◆ **Directions**
Below are records; please give the number of their lines that contain the string "Option", and only that number.

START Supplied material

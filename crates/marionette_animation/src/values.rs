use glam::{Quat, Vec3};

/// Keyframe value types that can be interpolated between two neighbours.
pub trait Interpolatable: Copy + Sized {
    fn interpolate_linear(start: &Self, end: &Self, t: f32) -> Self;
}

impl Interpolatable for f32 {
    #[inline]
    fn interpolate_linear(start: &Self, end: &Self, t: f32) -> Self {
        start + (end - start) * t
    }
}

impl Interpolatable for Vec3 {
    #[inline]
    fn interpolate_linear(start: &Self, end: &Self, t: f32) -> Self {
        start.lerp(*end, t)
    }
}

impl Interpolatable for Quat {
    /// Shortest-arc spherical interpolation.
    #[inline]
    fn interpolate_linear(start: &Self, end: &Self, t: f32) -> Self {
        // glam's slerp already negates `end` when the dot product is negative.
        start.slerp(*end, t)
    }
}
use glam::Affine3A;
use rustc_hash::FxHashMap;

use marionette_core::{AnimationError, BoneTransform, Result};

use crate::pose::Pose;

/// One joint of a skeleton.
#[derive(Debug, Clone)]
pub struct Bone {
    pub name: String,
    /// Parent bone index; always smaller than this bone's own index.
    pub parent: Option<usize>,
    /// Local transform in the bind (rest) pose.
    pub bind_local: BoneTransform,
    /// Transforms mesh space into this bone's space at bind time.
    pub inverse_bind: Affine3A,
}

/// Bone hierarchy plus bind pose, stored in topological order.
///
/// Immutable once built; players and trees share it through an `Arc`.
#[derive(Debug, Clone)]
pub struct Skeleton {
    pub name: String,
    bones: Vec<Bone>,
    bind_pose: Pose,
    by_name: FxHashMap<String, usize>,
}

impl Skeleton {
    /// Builds a skeleton, checking that every parent precedes its child.
    pub fn new(name: impl Into<String>, bones: Vec<Bone>) -> Result<Self> {
        let name = name.into();
        for (index, bone) in bones.iter().enumerate() {
            if let Some(parent) = bone.parent
                && parent >= index
            {
                return Err(AnimationError::InvalidSkeleton(format!(
                    "bone {index} ('{}') has parent {parent}, parents must precede children",
                    bone.name
                )));
            }
        }

        let bind_pose = Pose::from_transforms(bones.iter().map(|b| b.bind_local).collect());
        let by_name = bones
            .iter()
            .enumerate()
            .map(|(index, bone)| (bone.name.clone(), index))
            .collect();

        Ok(Self {
            name,
            bones,
            bind_pose,
            by_name,
        })
    }

    /// Builds a skeleton from parallel arrays, the layout importers produce.
    /// A negative parent index marks a root.
    pub fn from_parts(
        name: impl Into<String>,
        bone_names: Vec<String>,
        parent_indices: &[i16],
        bind_local: &[BoneTransform],
        inverse_bind_matrices: &[Affine3A],
    ) -> Result<Self> {
        let count = bone_names.len();
        if parent_indices.len() != count
            || bind_local.len() != count
            || inverse_bind_matrices.len() != count
        {
            return Err(AnimationError::InvalidSkeleton(format!(
                "per-bone arrays disagree: {count} names, {} parents, {} bind transforms, {} inverse binds",
                parent_indices.len(),
                bind_local.len(),
                inverse_bind_matrices.len()
            )));
        }

        let bones = bone_names
            .into_iter()
            .enumerate()
            .map(|(i, bone_name)| Bone {
                name: bone_name,
                parent: usize::try_from(parent_indices[i]).ok(),
                bind_local: bind_local[i],
                inverse_bind: inverse_bind_matrices[i],
            })
            .collect();

        Self::new(name, bones)
    }

    /// Like [`from_parts`](Self::from_parts), deriving the inverse bind
    /// matrices from the bind pose itself.
    pub fn from_bind_pose(
        name: impl Into<String>,
        bone_names: Vec<String>,
        parent_indices: &[i16],
        bind_local: &[BoneTransform],
    ) -> Result<Self> {
        let count = bone_names.len();
        if parent_indices.len() != count || bind_local.len() != count {
            return Err(AnimationError::InvalidSkeleton(format!(
                "per-bone arrays disagree: {count} names, {} parents, {} bind transforms",
                parent_indices.len(),
                bind_local.len()
            )));
        }

        let mut model = Vec::with_capacity(count);
        for (i, local) in bind_local.iter().enumerate() {
            let local = local.to_affine();
            let world = match usize::try_from(parent_indices[i]) {
                Ok(parent) if parent < i => model[parent] * local,
                Ok(parent) => {
                    return Err(AnimationError::InvalidSkeleton(format!(
                        "bone {i} has parent {parent}, parents must precede children"
                    )));
                }
                Err(_) => local,
            };
            model.push(world);
        }
        let inverse_binds: Vec<Affine3A> = model.iter().map(Affine3A::inverse).collect();

        Self::from_parts(name, bone_names, parent_indices, bind_local, &inverse_binds)
    }

    #[inline]
    #[must_use]
    pub fn bone_count(&self) -> usize {
        self.bones.len()
    }

    #[inline]
    #[must_use]
    pub fn bones(&self) -> &[Bone] {
        &self.bones
    }

    #[inline]
    #[must_use]
    pub fn parent(&self, bone: usize) -> Option<usize> {
        self.bones.get(bone).and_then(|b| b.parent)
    }

    #[inline]
    #[must_use]
    pub fn bone_index(&self, name: &str) -> Option<usize> {
        self.by_name.get(name).copied()
    }

    /// Bind-pose local transforms, one per bone.
    #[inline]
    #[must_use]
    pub fn bind_pose(&self) -> &Pose {
        &self.bind_pose
    }

    /// Builds a mask containing exactly the named bones.
    pub fn bone_mask<S: AsRef<str>>(&self, bone_names: &[S]) -> Result<BoneMask> {
        let mut mask = BoneMask::empty(self.bone_count());
        for (position, name) in bone_names.iter().enumerate() {
            let name = name.as_ref();
            let Some(index) = self.bone_index(name) else {
                log::warn!("Skeleton '{}': bone '{name}' not found", self.name);
                return Err(AnimationError::invalid("bone name", position));
            };
            mask.insert(index);
        }
        Ok(mask)
    }

    /// Mask of `root` and all its descendants.
    pub fn subtree_mask(&self, root: usize) -> Result<BoneMask> {
        if root >= self.bone_count() {
            return Err(AnimationError::invalid("bone", root));
        }
        let mut mask = BoneMask::empty(self.bone_count());
        mask.insert(root);
        // Topological order: a parent is always decided before its children.
        for (index, bone) in self.bones.iter().enumerate().skip(root + 1) {
            if bone.parent.is_some_and(|p| mask.contains(p)) {
                mask.insert(index);
            }
        }
        Ok(mask)
    }
}

/// Bit set selecting a subset of a skeleton's bones.
#[derive(Debug, Clone, PartialEq, Eq)]
pub struct BoneMask {
    bits: Vec<u64>,
    bone_count: usize,
}

impl BoneMask {
    #[must_use]
    pub fn empty(bone_count: usize) -> Self {
        Self {
            bits: vec![0; bone_count.div_ceil(64)],
            bone_count,
        }
    }

    #[must_use]
    pub fn full(bone_count: usize) -> Self {
        let mut mask = Self::empty(bone_count);
        for bone in 0..bone_count {
            mask.insert(bone);
        }
        mask
    }

    #[inline]
    #[must_use]
    pub fn bone_count(&self) -> usize {
        self.bone_count
    }

    #[inline]
    pub fn insert(&mut self, bone: usize) {
        debug_assert!(bone < self.bone_count);
        self.bits[bone / 64] |= 1 << (bone % 64);
    }

    #[inline]
    pub fn remove(&mut self, bone: usize) {
        debug_assert!(bone < self.bone_count);
        self.bits[bone / 64] &= !(1 << (bone % 64));
    }

    #[inline]
    #[must_use]
    pub fn contains(&self, bone: usize) -> bool {
        bone < self.bone_count && self.bits[bone / 64] & (1 << (bone % 64)) != 0
    }

    #[must_use]
    pub fn count(&self) -> usize {
        self.bits.iter().map(|w| w.count_ones() as usize).sum()
    }
}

END Supplied material

◆ **Answer for the task**
3